In short: An attorney (Bellamy Young) meets with death-row inmate Richard Ramirez (Lou Diamond Phillips), hoping get him to confess to a murder, for which her client was falsely convicted. But in unraveling his bloody history, she confronts the demons of her own past. (Watch the trailer)
It bears mentioning that Phillips is the undeniable strength of "Night Stalker." His unsympathetic and unrepentant version of Ramirez is chilling - this is a man who sees women as objects and he can channel murderous intent with an intense, soul-piercing glare. Even beyond the creepy resemblance to Ramirez, it's difficult to imagine anyone else filling the role as well as Phillips.
Whereas Phillips delivers a focused performance, little else about "Night Stalker" is all that compelling.
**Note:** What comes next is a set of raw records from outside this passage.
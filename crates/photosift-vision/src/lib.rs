// SPDX-License-Identifier: PMPL-1.0-or-later
// Copyright (c) 2026 Jonathan D.A. Jewell (hyperpolymath) <jonathan.jewell@open.ac.uk>
//
// photosift-vision — Photo-region detection and extraction for scanned images.
//
// Provides the image loader and pixel guard, the edge/contour detection
// stages, region scoring, perspective correction with a crop fallback, and
// the JPEG writer behind `PhotoDetector`.

pub mod detector;
pub mod extract;
pub mod raster;
pub mod scan;

// Re-export the primary types so callers can use `photosift_vision::PhotoDetector` etc.
pub use detector::PhotoDetector;
pub use raster::RawImage;
pub use scan::{EdgeMap, Rectification};
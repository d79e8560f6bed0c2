// SPDX-License-Identifier: PMPL-1.0-or-later
// Copyright (c) 2026 Jonathan D.A. Jewell (hyperpolymath) <jonathan.jewell@open.ac.uk>
//
// Criterion benchmarks for the photosift-vision crate: full detection on a
// synthetic album page, and the edge-map stage on its own.

use criterion::{Criterion, black_box, criterion_group, criterion_main};
use image::{DynamicImage, Rgb, RgbImage};

use photosift_core::DetectorConfig;
use photosift_vision::scan::preprocess::edge_map;
use photosift_vision::{PhotoDetector, RawImage};

// ---------------------------------------------------------------------------
// Fixtures
// ---------------------------------------------------------------------------

/// A 900x600 dark page holding two bright prints, one landscape and one
/// portrait.
fn album_page() -> RawImage {
    let mut img = RgbImage::from_pixel(900, 600, Rgb([20, 20, 20]));
    for (x0, y0, w, h) in [(50u32, 50u32, 300u32, 200u32), (500, 150, 250, 350)] {
        for y in y0..y0 + h {
            for x in x0..x0 + w {
                img.put_pixel(x, y, Rgb([230, 225, 215]));
            }
        }
    }
    RawImage::from_dynamic(DynamicImage::ImageRgb8(img))
}

// ---------------------------------------------------------------------------
// Benchmarks
// ---------------------------------------------------------------------------

fn bench_detect(c: &mut Criterion) {
    let detector = PhotoDetector::default();
    let page = album_page();

    c.bench_function("detect_image (900x600, 2 photos)", |b| {
        b.iter(|| black_box(detector.detect_image(black_box(&page))));
    });
}

/// Preprocessing dominates detection time; bench it separately.
fn bench_edge_map(c: &mut Criterion) {
    let config = DetectorConfig::default();
    let page = album_page();

    c.bench_function("edge_map (900x600)", |b| {
        b.iter(|| black_box(edge_map(black_box(&page), &config)));
    });
}

criterion_group! {
    name = benches;
    config = Criterion::default().sample_size(10);
    targets = bench_detect, bench_edge_map
}
criterion_main!(benches);
// SPDX-License-Identifier: PMPL-1.0-or-later
// Copyright (c) 2026 Jonathan D.A. Jewell (hyperpolymath) <jonathan.jewell@open.ac.uk>
//
// Raster module — guarded image loading and pixel filters shared by the
// detection and extraction stages.

pub mod filters;
pub mod loader;

pub use loader::RawImage;
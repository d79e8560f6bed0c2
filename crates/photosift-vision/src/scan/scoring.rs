// SPDX-License-Identifier: PMPL-1.0-or-later
// Copyright (c) 2026 Jonathan D.A. Jewell (hyperpolymath) <jonathan.jewell@open.ac.uk>
//
// Region validation and confidence scoring — turns contours into ranked
// photo detections.

use photosift_core::{Detection, DetectorConfig};
use tracing::{debug, info, instrument};

use super::contours::{BoundingRect, Contour};
use super::corners::resolve_corners;

/// Why a candidate region was rejected by a geometric gate.
#[derive(Debug, Clone, Copy, PartialEq, Eq)]
pub enum Rejection {
    /// Bounding box below the minimum photo area.
    TooSmall,
    /// Bounding box covers almost the whole scan.
    TooLarge,
    /// Aspect ratio outside the permitted range.
    AspectRatio,
    /// Touches the top or left border margin.
    Margin,
}

/// Apply the area, aspect-ratio, and margin gates in that order.
pub fn validate_region(rect: &BoundingRect, image_area: u64, config: &DetectorConfig) -> Result<(), Rejection> {
    let area = rect.area();
    if area < config.min_photo_area {
        return Err(Rejection::TooSmall);
    }
    if area as f64 > image_area as f64 * config.max_photo_area_ratio {
        return Err(Rejection::TooLarge);
    }

    let aspect = rect.aspect_ratio();
    if aspect < config.min_aspect_ratio || aspect > config.max_aspect_ratio {
        return Err(Rejection::AspectRatio);
    }

    // Scanned photos are expected to sit inside a margin; only the top and
    // left edges are checked.
    if rect.x < config.border_margin || rect.y < config.border_margin {
        return Err(Rejection::Margin);
    }
    Ok(())
}

/// Heuristic confidence in `[0, 1]` that a region is a photograph.
///
/// - up to 0.6 for rectangularity (contour area over bounding-box area),
/// - up to 0.3 for closeness to a common print aspect ratio,
/// - 0.1 when the box is of typical photo size.
pub fn confidence(contour_area: f64, rect: &BoundingRect, config: &DetectorConfig) -> f64 {
    let bbox_area = rect.area();
    let area_ratio = if bbox_area > 0 {
        contour_area / bbox_area as f64
    } else {
        0.0
    };
    let mut score = area_ratio * 0.6;

    let aspect = rect.aspect_ratio();
    let ratio_diff = config
        .common_aspect_ratios
        .iter()
        .map(|r| (aspect - r).abs())
        .fold(f64::INFINITY, f64::min);
    score += (1.0 - ratio_diff).max(0.0) * 0.3;

    if config.typical_area_min < bbox_area && bbox_area < config.typical_area_max {
        score += 0.1;
    }

    score.clamp(0.0, 1.0)
}

/// Validate and score `contours` from a `width` x `height` image.
///
/// Returns detections scoring above `min_confidence`, best first, capped at
/// `max_detections`.
#[instrument(skip(contours, config), fields(candidates = contours.len()))]
pub fn score_contours(contours: &[Contour], width: u32, height: u32, config: &DetectorConfig) -> Vec<Detection> {
    let image_area = width as u64 * height as u64;
    let mut detections = Vec::new();

    for (i, contour) in contours.iter().enumerate() {
        let Some(rect) = contour.bounding_rect() else {
            continue;
        };

        if let Err(rejection) = validate_region(&rect, image_area, config) {
            debug!(
                contour = i + 1,
                ?rejection,
                x = rect.x,
                y = rect.y,
                w = rect.width,
                h = rect.height,
                "Contour rejected by region validation"
            );
            continue;
        }

        let score = confidence(contour.area(), &rect, config);
        if score <= config.min_confidence {
            debug!(
                contour = i + 1,
                confidence = score,
                w = rect.width,
                h = rect.height,
                "Contour rejected: low confidence"
            );
            continue;
        }

        info!(
            confidence = score,
            x = rect.x,
            y = rect.y,
            w = rect.width,
            h = rect.height,
            "Photo detected"
        );

        let corners = resolve_corners(contour.points(), config.polygon_epsilon_ratio)
            .map(|quad| quad.to_vec())
            .unwrap_or_default();

        detections.push(Detection {
            x: rect.x,
            y: rect.y,
            width: rect.width,
            height: rect.height,
            area: rect.area(),
            confidence: score,
            aspect_ratio: rect.aspect_ratio(),
            corners,
            contour: contour.points().to_vec(),
        });
    }

    // Stable: equal scores keep contour (area) order.
    detections.sort_by(|a, b| b.confidence.total_cmp(&a.confidence));
    if detections.len() > config.max_detections {
        debug!(
            found = detections.len(),
            kept = config.max_detections,
            "Limiting detections to the highest-confidence photos"
        );
        detections.truncate(config.max_detections);
    }
    detections
}
//! Site document — the single aggregate record the service persists.
//!
//! DESIGN
//! ======
//! The persisted unit is the raw JSON document, not the typed
//! [`SiteConfiguration`]. Published and imported documents are accepted as
//! long as they parse as JSON, so a partial document must survive storage
//! and export unchanged. The typed view is derived on demand and a failure
//! to derive it is reported, never enforced.
//!
//! Every edit here mutates a whole document; callers clone the current
//! document, apply the edit, then save the result wholesale.

pub mod defaults;
pub mod model;

use std::time::{SystemTime, UNIX_EPOCH};

use rand::Rng;
use serde::{Deserialize, Serialize};
use serde_json::{Map, Value};

pub use model::SiteConfiguration;

const VAULT_ID_LEN: usize = 9;
const VAULT_ID_ALPHABET: &[u8] = b"0123456789abcdefghijklmnopqrstuvwxyz";
const IMAGE_PREVIEW_CHARS: usize = 30;

// =============================================================================
// ERROR
// =============================================================================

#[derive(Debug, thiserror::Error)]
pub enum DocumentError {
    #[error("invalid JSON: {0}")]
    InvalidJson(#[from] serde_json::Error),

    #[error("document root is not an object")]
    NotAnObject,

    #[error("empty field path")]
    EmptyPath,

    #[error("path segment `{segment}` cannot be traversed")]
    PathConflict { segment: String },

    #[error("index `{segment}` out of range")]
    IndexOutOfRange { segment: String },

    #[error("vault item not found: {0}")]
    VaultItemNotFound(String),

    #[error("subscriber name and email are required")]
    InvalidSubscriber,

    #[error("document does not match the site schema: {0}")]
    Shape(String),

    #[error("document is null")]
    Empty,
}

impl DocumentError {
    #[must_use]
    pub fn error_code(&self) -> &'static str {
        match self {
            Self::InvalidJson(_) => "E_INVALID_JSON",
            Self::NotAnObject => "E_NOT_AN_OBJECT",
            Self::EmptyPath => "E_EMPTY_PATH",
            Self::PathConflict { .. } => "E_PATH_CONFLICT",
            Self::IndexOutOfRange { .. } => "E_INDEX_OUT_OF_RANGE",
            Self::VaultItemNotFound(_) => "E_VAULT_ITEM_NOT_FOUND",
            Self::InvalidSubscriber => "E_INVALID_SUBSCRIBER",
            Self::Shape(_) => "E_SHAPE",
            Self::Empty => "E_EMPTY_DOCUMENT",
        }
    }
}

// =============================================================================
// SUMMARY
// =============================================================================

/// Counts logged when a document is resolved or saved.
#[derive(Debug, Clone, PartialEq, Eq, Serialize)]
pub struct DocumentSummary {
    pub roster: usize,
    pub catalog: usize,
    pub vault: usize,
    /// Leading characters of the first roster image, to tell URLs from data blobs.
    pub first_roster_image: Option<String>,
}

// =============================================================================
// DOCUMENT
// =============================================================================

#[derive(Debug, Clone, PartialEq, Serialize, Deserialize)]
#[serde(transparent)]
pub struct SiteDocument(Value);

impl SiteDocument {
    #[must_use]
    pub fn from_value(value: Value) -> Self {
        Self(value)
    }

    /// Parse document text. Any valid JSON is accepted as-is.
    ///
    /// # Errors
    ///
    /// Returns [`DocumentError::InvalidJson`] if `text` is not JSON.
    pub fn parse(text: &str) -> Result<Self, DocumentError> {
        Ok(Self(serde_json::from_str(text)?))
    }

    /// Encode a typed configuration as a raw document.
    ///
    /// # Errors
    ///
    /// Returns [`DocumentError::InvalidJson`] if serialization fails.
    pub fn from_configuration(config: &SiteConfiguration) -> Result<Self, DocumentError> {
        Ok(Self(serde_json::to_value(config)?))
    }

    /// The compiled-in default document.
    ///
    /// # Errors
    ///
    /// Returns an error only if the default configuration fails to encode.
    pub fn builtin() -> Result<Self, DocumentError> {
        Self::from_configuration(&defaults::default_configuration())
    }

    /// A `null` document stands for "no document" and is never persisted.
    #[must_use]
    pub fn is_empty(&self) -> bool {
        self.0.is_null()
    }

    #[cfg(test)]
    pub fn as_value(&self) -> &Value {
        &self.0
    }

    #[cfg(test)]
    pub fn into_value(self) -> Value {
        self.0
    }

    /// Compact JSON, the form written to the store.
    ///
    /// # Errors
    ///
    /// Returns [`DocumentError::InvalidJson`] if serialization fails.
    pub fn to_json(&self) -> Result<String, DocumentError> {
        Ok(serde_json::to_string(&self.0)?)
    }

    /// Two-space indented JSON, the form of the downloadable publish file.
    ///
    /// # Errors
    ///
    /// Returns [`DocumentError::InvalidJson`] if serialization fails.
    pub fn to_pretty_json(&self) -> Result<String, DocumentError> {
        Ok(serde_json::to_string_pretty(&self.0)?)
    }

    /// Derive the typed view.
    ///
    /// # Errors
    ///
    /// Returns [`DocumentError::Shape`] when required fields are missing or
    /// carry the wrong type.
    pub fn typed(&self) -> Result<SiteConfiguration, DocumentError> {
        serde_json::from_value(self.0.clone()).map_err(|e| DocumentError::Shape(e.to_string()))
    }

    /// The admin credential, falling back to the default when unset or empty.
    #[must_use]
    pub fn admin_password(&self) -> &str {
        self.0
            .get("adminPassword")
            .and_then(Value::as_str)
            .filter(|p| !p.is_empty())
            .unwrap_or(defaults::DEFAULT_ADMIN_PASSWORD)
    }

    #[must_use]
    pub fn summary(&self) -> DocumentSummary {
        let len_of = |key: &str| self.0.get(key).and_then(Value::as_array).map_or(0, Vec::len);
        let first_roster_image = self
            .0
            .pointer("/roster/0/image")
            .and_then(Value::as_str)
            .map(|image| image.chars().take(IMAGE_PREVIEW_CHARS).collect());

        DocumentSummary {
            roster: len_of("roster"),
            catalog: len_of("catalog"),
            vault: len_of("assetLibrary"),
            first_roster_image,
        }
    }

    // =========================================================================
    // EDITS
    // =========================================================================

    /// Set a nested value, creating missing intermediate objects.
    ///
    /// Numeric segments index into arrays and must be in range. When
    /// `archive` is set and the value is an image data blob or an http(s)
    /// URL, the value is also prepended to the asset vault.
    ///
    /// # Errors
    ///
    /// Returns a path error if a segment cannot be traversed, or
    /// [`DocumentError::NotAnObject`] if the root is not an object.
    pub fn set_field(&mut self, path: &[String], value: Value, archive: bool) -> Result<(), DocumentError> {
        let Some((last, parents)) = path.split_last() else {
            return Err(DocumentError::EmptyPath);
        };
        if !self.0.is_object() {
            return Err(DocumentError::NotAnObject);
        }

        let archived_url = match &value {
            Value::String(url) if archive && is_archivable(url) => Some(url.clone()),
            _ => None,
        };

        let mut target = &mut self.0;
        for segment in parents {
            let slot = child_mut(target, segment)?;
            if is_falsy(slot) {
                *slot = Value::Object(Map::new());
            }
            target = slot;
        }

        match target {
            Value::Object(map) => {
                map.insert(last.clone(), value);
            }
            Value::Array(items) => {
                let slot = index_mut(items, last)?;
                *slot = value;
            }
            _ => return Err(DocumentError::PathConflict { segment: last.clone() }),
        }

        if let Some(url) = archived_url {
            self.push_vault_item(url, path.join(" > "))?;
        }
        Ok(())
    }

    /// Prepend an asset to the vault and return its generated id.
    ///
    /// # Errors
    ///
    /// Returns [`DocumentError::NotAnObject`] if the root is not an object.
    pub fn push_vault_item(&mut self, url: String, label: String) -> Result<String, DocumentError> {
        let root = self.0.as_object_mut().ok_or(DocumentError::NotAnObject)?;
        let id = generate_vault_id();
        let item = serde_json::json!({
            "id": id,
            "url": url,
            "label": label,
            "timestamp": now_ms(),
        });

        let library = root.entry("assetLibrary").or_insert_with(|| Value::Array(Vec::new()));
        if !library.is_array() {
            *library = Value::Array(Vec::new());
        }
        if let Value::Array(items) = library {
            items.insert(0, item);
        }
        Ok(id)
    }

    /// Remove the vault item with the given id.
    ///
    /// # Errors
    ///
    /// Returns [`DocumentError::VaultItemNotFound`] if no item carries `id`.
    pub fn remove_vault_item(&mut self, id: &str) -> Result<(), DocumentError> {
        let items = self
            .0
            .get_mut("assetLibrary")
            .and_then(Value::as_array_mut)
            .ok_or_else(|| DocumentError::VaultItemNotFound(id.to_owned()))?;

        let before = items.len();
        items.retain(|item| item.get("id").and_then(Value::as_str) != Some(id));
        if items.len() == before {
            return Err(DocumentError::VaultItemNotFound(id.to_owned()));
        }
        Ok(())
    }

    /// Append a newsletter subscriber. Name and email are trimmed and must
    /// both be non-empty.
    ///
    /// # Errors
    ///
    /// Returns [`DocumentError::InvalidSubscriber`] for blank input, or
    /// [`DocumentError::NotAnObject`] if the root is not an object.
    pub fn add_subscriber(&mut self, name: &str, email: &str) -> Result<(), DocumentError> {
        let (name, email) = (name.trim(), email.trim());
        if name.is_empty() || email.is_empty() {
            return Err(DocumentError::InvalidSubscriber);
        }

        let root = self.0.as_object_mut().ok_or(DocumentError::NotAnObject)?;
        let newsletter = root.entry("newsletter").or_insert_with(|| Value::Object(Map::new()));
        if !newsletter.is_object() {
            *newsletter = Value::Object(Map::new());
        }
        let Value::Object(newsletter) = newsletter else {
            return Err(DocumentError::NotAnObject);
        };

        let subscribers = newsletter.entry("subscribers").or_insert_with(|| Value::Array(Vec::new()));
        if !subscribers.is_array() {
            *subscribers = Value::Array(Vec::new());
        }
        if let Value::Array(list) = subscribers {
            list.push(serde_json::json!({ "name": name, "email": email, "timestamp": now_ms() }));
        }
        Ok(())
    }
}

// =============================================================================
// HELPERS
// =============================================================================

fn child_mut<'a>(target: &'a mut Value, segment: &str) -> Result<&'a mut Value, DocumentError> {
    match target {
        Value::Object(map) => Ok(map.entry(segment.to_owned()).or_insert(Value::Null)),
        Value::Array(items) => index_mut(items, segment),
        _ => Err(DocumentError::PathConflict { segment: segment.to_owned() }),
    }
}

fn index_mut<'a>(items: &'a mut [Value], segment: &str) -> Result<&'a mut Value, DocumentError> {
    let index: usize = segment
        .parse()
        .map_err(|_| DocumentError::PathConflict { segment: segment.to_owned() })?;
    items
        .get_mut(index)
        .ok_or_else(|| DocumentError::IndexOutOfRange { segment: segment.to_owned() })
}

fn is_falsy(value: &Value) -> bool {
    match value {
        Value::Null => true,
        Value::Bool(b) => !b,
        Value::Number(n) => n.as_f64() == Some(0.0),
        Value::String(s) => s.is_empty(),
        Value::Array(_) | Value::Object(_) => false,
    }
}

fn is_archivable(value: &str) -> bool {
    value.starts_with("data:image") || value.starts_with("http")
}

pub(crate) fn generate_vault_id() -> String {
    let mut rng = rand::rng();
    (0..VAULT_ID_LEN)
        .map(|_| char::from(VAULT_ID_ALPHABET[rng.random_range(0..VAULT_ID_ALPHABET.len())]))
        .collect()
}

pub(crate) fn now_ms() -> u64 {
    SystemTime::now()
        .duration_since(UNIX_EPOCH)
        .map_or(0, |d| u64::try_from(d.as_millis()).unwrap_or(u64::MAX))
}

#[cfg(test)]
#[path = "mod_test.rs"]
mod tests;
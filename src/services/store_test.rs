use super::*;
use serde_json::json;

fn memory_store() -> ContentStore {
    ContentStore::new("sqlite::memory:")
}

#[tokio::test]
async fn get_on_fresh_store_is_absent() {
    let store = memory_store();
    assert!(!store.is_open());
    assert!(store.get().await.unwrap().is_none());
    assert!(store.is_open());
}

#[tokio::test]
async fn put_then_get_round_trips() {
    let store = memory_store();
    let doc = SiteDocument::builtin().unwrap();
    store.put(&doc).await.unwrap();
    assert_eq!(store.get().await.unwrap(), Some(doc));
}

#[tokio::test]
async fn put_overwrites_previous_value() {
    let store = memory_store();
    store.put(&SiteDocument::from_value(json!({"hero": {"title": "A"}}))).await.unwrap();
    store.put(&SiteDocument::from_value(json!({"hero": {"title": "B"}}))).await.unwrap();

    let stored = store.get().await.unwrap().unwrap();
    assert_eq!(stored.as_value(), &json!({"hero": {"title": "B"}}));
}

#[tokio::test]
async fn empty_catalog_is_stored_as_empty_list() {
    let store = memory_store();
    let mut value = SiteDocument::builtin().unwrap().into_value();
    value["catalog"] = json!([]);
    store.put(&SiteDocument::from_value(value)).await.unwrap();

    let stored = store.get().await.unwrap().unwrap();
    assert_eq!(stored.as_value()["catalog"], json!([]));
}

#[tokio::test]
async fn stored_null_reads_as_absent() {
    let store = memory_store();
    store.put(&SiteDocument::from_value(serde_json::Value::Null)).await.unwrap();
    assert!(store.get().await.unwrap().is_none());
}

#[tokio::test]
async fn clear_makes_get_absent() {
    let store = memory_store();
    store.put(&SiteDocument::builtin().unwrap()).await.unwrap();
    store.clear().await.unwrap();
    assert!(store.get().await.unwrap().is_none());

    // Clearing an already-empty store is fine too.
    store.clear().await.unwrap();
    assert!(store.get().await.unwrap().is_none());
}

#[tokio::test]
async fn concurrent_opens_share_one_pool() {
    let store = memory_store();
    let pools = futures::future::join_all((0..8).map(|_| store.open())).await;

    let first: *const SqlitePool = *pools[0].as_ref().unwrap();
    for pool in &pools {
        assert!(std::ptr::eq(first, *pool.as_ref().unwrap()));
    }
}

#[tokio::test]
async fn unopenable_database_is_unavailable() {
    let store = ContentStore::new("sqlite:///nonexistent-dir-for-site-tests/sub/site.db");
    let err = store.get().await.unwrap_err();
    assert!(matches!(err, StoreError::Unavailable(_)));
    assert_eq!(err.error_code(), "E_STORAGE_UNAVAILABLE");
    assert!(!store.is_open());
}

#[tokio::test]
async fn corrupt_stored_value_is_a_read_failure() {
    let store = memory_store();
    let pool = store.open().await.unwrap();
    sqlx::query("INSERT INTO site_config (key, value) VALUES (?, ?)")
        .bind(CONFIG_KEY)
        .bind("{not json")
        .execute(pool)
        .await
        .unwrap();

    assert!(matches!(store.get().await, Err(StoreError::ReadFailed(_))));
}
//! Admin routes — password login and the session extractor guarding edits.

use axum::extract::{FromRef, State};
use axum::http::StatusCode;
use axum::response::{IntoResponse, Json};
use axum_extra::extract::cookie::{Cookie, CookieJar, SameSite};
use serde::{Deserialize, Serialize};
use time::Duration;
use tracing::{info, warn};

use crate::services::session::SESSION_HOURS;
use crate::state::AppState;

pub const COOKIE_NAME: &str = "admin_session";

// =============================================================================
// ADMIN EXTRACTOR
// =============================================================================

/// A request carrying a valid admin session cookie.
/// Use as a handler parameter to require admin access.
pub struct AdminSession {
    pub token: String,
}

impl<S> axum::extract::FromRequestParts<S> for AdminSession
where
    AppState: FromRef<S>,
    S: Send + Sync,
{
    type Rejection = StatusCode;

    async fn from_request_parts(parts: &mut axum::http::request::Parts, state: &S) -> Result<Self, Self::Rejection> {
        let jar = CookieJar::from_headers(&parts.headers);
        let token = jar.get(COOKIE_NAME).map(Cookie::value).unwrap_or_default();

        let app_state = AppState::from_ref(state);
        if !app_state.sessions.validate(token) {
            return Err(StatusCode::UNAUTHORIZED);
        }

        Ok(Self { token: token.to_owned() })
    }
}

// =============================================================================
// HANDLERS
// =============================================================================

#[derive(Deserialize)]
pub struct LoginBody {
    password: String,
}

#[derive(Debug, Serialize)]
pub struct LoginResponse {
    pub token: String,
}

/// `POST /api/admin/login` — compare against the document's admin password.
pub async fn login(
    State(state): State<AppState>,
    Json(body): Json<LoginBody>,
) -> Result<(CookieJar, Json<LoginResponse>), StatusCode> {
    if !state.site.verify_admin(&body.password).await {
        warn!("admin login rejected");
        return Err(StatusCode::UNAUTHORIZED);
    }

    let token = state.sessions.create();
    let cookie = Cookie::build((COOKIE_NAME, token.clone()))
        .path("/")
        .http_only(true)
        .same_site(SameSite::Lax)
        .secure(state.cookie_secure)
        .max_age(Duration::hours(SESSION_HOURS));

    info!("admin session started");
    Ok((CookieJar::new().add(cookie), Json(LoginResponse { token })))
}

/// `POST /api/admin/logout` — forget the session, clear cookie.
pub async fn logout(State(state): State<AppState>, admin: AdminSession) -> impl IntoResponse {
    state.sessions.revoke(&admin.token);

    let cookie = Cookie::build((COOKIE_NAME, ""))
        .path("/")
        .http_only(true)
        .same_site(SameSite::Lax)
        .secure(state.cookie_secure)
        .max_age(Duration::ZERO);

    (CookieJar::new().add(cookie), StatusCode::NO_CONTENT)
}

#[cfg(test)]
#[path = "admin_test.rs"]
mod tests;
//! Service configuration parsed from environment variables.

use std::path::PathBuf;
use std::time::Duration;

pub const DEFAULT_DATABASE_URL: &str = "sqlite://site_store.db";
pub const DEFAULT_PORT: u16 = 3000;
pub const DEFAULT_REMOTE_PATHS: [&str; 2] = ["/api/site_data.json", "/site_data.json"];
pub const DEFAULT_PUBLISH_DIR: &str = "publish";

/// Optional limits on the remote fetch. Unset means transport defaults,
/// which is no overall timeout at all.
#[derive(Debug, Clone, Copy, PartialEq, Eq, Default)]
pub struct RemoteTimeouts {
    pub request: Option<Duration>,
    pub connect: Option<Duration>,
}

#[derive(Debug, Clone, PartialEq, Eq)]
pub struct SiteConfig {
    pub database_url: String,
    pub port: u16,
    /// Origin serving the published document. `None` skips the remote tier.
    pub remote_base_url: Option<String>,
    /// Candidate paths, tried in order.
    pub remote_paths: Vec<String>,
    pub remote_timeouts: RemoteTimeouts,
    /// Directory holding the operator-published `site_data.json`.
    pub publish_dir: PathBuf,
}

impl SiteConfig {
    /// Build typed config from environment variables.
    ///
    /// Optional:
    /// - `DATABASE_URL`: default `sqlite://site_store.db`
    /// - `PORT`: default 3000
    /// - `SITE_REMOTE_BASE_URL`: remote tier disabled when absent
    /// - `SITE_REMOTE_PATHS`: comma-separated, default `/api/site_data.json,/site_data.json`
    /// - `SITE_REMOTE_TIMEOUT_SECS`, `SITE_REMOTE_CONNECT_TIMEOUT_SECS`: unset by default
    /// - `PUBLISH_DIR`: default `publish`
    #[must_use]
    pub fn from_env() -> Self {
        let remote_base_url = std::env::var("SITE_REMOTE_BASE_URL")
            .ok()
            .map(|url| url.trim().trim_end_matches('/').to_string())
            .filter(|url| !url.is_empty());

        Self {
            database_url: std::env::var("DATABASE_URL").unwrap_or_else(|_| DEFAULT_DATABASE_URL.to_string()),
            port: env_parse("PORT", DEFAULT_PORT),
            remote_base_url,
            remote_paths: parse_paths(std::env::var("SITE_REMOTE_PATHS").ok().as_deref()),
            remote_timeouts: RemoteTimeouts {
                request: env_secs("SITE_REMOTE_TIMEOUT_SECS"),
                connect: env_secs("SITE_REMOTE_CONNECT_TIMEOUT_SECS"),
            },
            publish_dir: std::env::var("PUBLISH_DIR").map_or_else(|_| PathBuf::from(DEFAULT_PUBLISH_DIR), PathBuf::from),
        }
    }
}

pub(crate) fn env_parse<T>(key: &str, default: T) -> T
where
    T: std::str::FromStr,
{
    std::env::var(key)
        .ok()
        .and_then(|v| v.trim().parse::<T>().ok())
        .unwrap_or(default)
}

pub(crate) fn env_bool(key: &str) -> Option<bool> {
    std::env::var(key)
        .ok()
        .and_then(|raw| match raw.trim().to_ascii_lowercase().as_str() {
            "1" | "true" | "yes" | "on" => Some(true),
            "0" | "false" | "no" | "off" => Some(false),
            _ => None,
        })
}

fn env_secs(key: &str) -> Option<Duration> {
    std::env::var(key)
        .ok()
        .and_then(|v| v.trim().parse::<u64>().ok())
        .filter(|secs| *secs > 0)
        .map(Duration::from_secs)
}

fn parse_paths(raw: Option<&str>) -> Vec<String> {
    let parsed: Vec<String> = raw
        .unwrap_or_default()
        .split(',')
        .map(str::trim)
        .filter(|p| !p.is_empty())
        .map(|p| if p.starts_with('/') { p.to_string() } else { format!("/{p}") })
        .collect();

    if parsed.is_empty() { DEFAULT_REMOTE_PATHS.iter().map(ToString::to_string).collect() } else { parsed }
}

#[cfg(test)]
#[path = "config_test.rs"]
mod tests;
The entire impetus for the film -- trying to coax a confession to save another man's life -- is only relevant to the movie at the film's beginning and the end. Everything between is a muddled series of flashbacks revealing how Ramirez became the infamous killer and how his crimes affected the attorney's life when she was a teenager. The dramatic stakes are quickly jettisoned just so two characters can have a flaccid cat-and-mouse dynamic while sharing some stories.
Bellamy Young sticks out in a very bad way -- she is, quite simply, horribly cast as the attorney with a troubled past. She eye rolls her way through the film, making her character look shallow and silly juxtaposed next to Phillip's nuanced and chilling performance. Phillips is more engaging as a crazed serial killer while Young can barely make her character tolerable. The nail in the coffin for Young is the fact that she is not even the best actor playing her character in this film. The actress playing the teenage-version of the attorney character emotes more fear, fascination and naive boldness than Young ever approaches in her performance.
"Night Stalker" is a muddled drama. It lacks tension because the movie back burners the "get a confession to save a man's life" storyline. So the film is left to wallow in a meandering b-plot about a troubled teenage girl and the truncated origin story of a serial killer. The only amount of noticeable tension in the entire movie essentially comes down to whether a smartphone will run out of battery life or not. Even in a fairly important plot point, the film chooses prop-based tension rather than genuine character or even plot-driven tension.
Final verdict: Very little of this movie is subtle or well executed. Lou Diamond Phillips is the single saving grace of a movie that is rudderless and borderline pointless.
Score: 2/5
"The Night Stalker" screened during the 42nd Seattle International Film Festival. This film is not yet rated and has a running time of 89 minutes.